* THE TASK: Search the data for the string "bgjb", and report each line where it is found.

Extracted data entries
--- START ---
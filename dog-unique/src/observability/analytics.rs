use chrono::Utc;
use std::sync::Arc;
use tokio::sync::broadcast;
use tracing::debug;

use super::UniqueMetrics;
use crate::types::{Backend, UniqueEvent, UnlockPolicy};

/// Event fan-out and live counters shared by the producer and worker sides
#[derive(Clone)]
pub struct ObservabilityLayer {
    event_broadcaster: broadcast::Sender<UniqueEvent>,
    metrics: Arc<UniqueMetrics>,
}

impl ObservabilityLayer {
    pub fn new() -> Self {
        let (event_broadcaster, _) = broadcast::channel(10000);

        Self {
            event_broadcaster,
            metrics: Arc::new(UniqueMetrics::new()),
        }
    }

    /// Record a fresh claim that let a push through
    pub fn record_admitted(&self, backend: Backend, digest: &str, lock_id: &str, ttl: f64) {
        let event = UniqueEvent::Admitted {
            backend,
            digest: digest.to_string(),
            lock_id: lock_id.to_string(),
            ttl,
            at: Utc::now(),
        };

        let _ = self.event_broadcaster.send(event);
        self.metrics.increment_admitted(backend);
        debug!("Recorded admission: {} ({})", lock_id, digest);
    }

    /// Record a push dropped because a claim was already held
    pub fn record_suppressed(&self, backend: Backend, digest: &str, lock_id: &str) {
        let event = UniqueEvent::Suppressed {
            backend,
            digest: digest.to_string(),
            lock_id: lock_id.to_string(),
            at: Utc::now(),
        };

        let _ = self.event_broadcaster.send(event);
        self.metrics.increment_suppressed(backend);
        debug!("Recorded suppression: {} ({})", lock_id, digest);
    }

    pub fn record_released(&self, digest: &str, lock_id: &str, policy: UnlockPolicy) {
        let event = UniqueEvent::Released {
            digest: digest.to_string(),
            lock_id: lock_id.to_string(),
            policy,
            at: Utc::now(),
        };

        let _ = self.event_broadcaster.send(event);
        self.metrics.increment_released();
        debug!("Recorded release: {} ({})", lock_id, digest);
    }

    /// Record a failed job whose claim stays until it expires
    pub fn record_retained(&self, digest: &str, lock_id: &str, error: &str) {
        let event = UniqueEvent::Retained {
            digest: digest.to_string(),
            lock_id: lock_id.to_string(),
            error: error.to_string(),
            at: Utc::now(),
        };

        let _ = self.event_broadcaster.send(event);
        self.metrics.increment_retained();
        debug!("Recorded retained lock: {} ({})", lock_id, digest);
    }

    pub fn record_bypassed(&self) {
        self.metrics.increment_bypassed();
    }

    /// Get event stream
    pub fn event_stream(&self) -> broadcast::Receiver<UniqueEvent> {
        self.event_broadcaster.subscribe()
    }

    /// Get live metrics
    pub fn metrics(&self) -> &UniqueMetrics {
        &self.metrics
    }
}

impl Default for ObservabilityLayer {
    fn default() -> Self {
        Self::new()
    }
}

#[cfg(test)]
mod tests {
    use super::*;

    #[tokio::test]
    async fn test_events_reach_subscribers() {
        let layer = ObservabilityLayer::new();
        let mut events = layer.event_stream();

        layer.record_admitted(Backend::Sidekiq, "bgjb:uniq:sidekiq:default", "abc", 10.0);
        layer.record_released("bgjb:uniq:sidekiq:default", "abc", UnlockPolicy::Start);

        let first = events.recv().await.unwrap();
        assert_eq!(first.event_name(), "admitted");
        assert_eq!(first.lock_id(), "abc");
        let second = events.recv().await.unwrap();
        assert_eq!(second.event_name(), "released");
        assert_eq!(layer.metrics().admitted(), 1);
        assert_eq!(layer.metrics().released(), 1);
    }

    #[test]
    fn test_recording_without_subscribers_still_counts() {
        let layer = ObservabilityLayer::default();
        layer.record_suppressed(Backend::Faktory, "d", "x");
        layer.record_retained("d", "x", "boom");
        assert_eq!(layer.metrics().suppressed(), 1);
        assert_eq!(layer.metrics().retained(), 1);
    }
}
--- END ---
* TASK RESULT:
        layer.record_admitted(Backend::Sidekiq, "bgjb:uniq:sidekiq:default", "abc", 10.0);
        layer.record_released("bgjb:uniq:sidekiq:default", "abc", UnlockPolicy::Start);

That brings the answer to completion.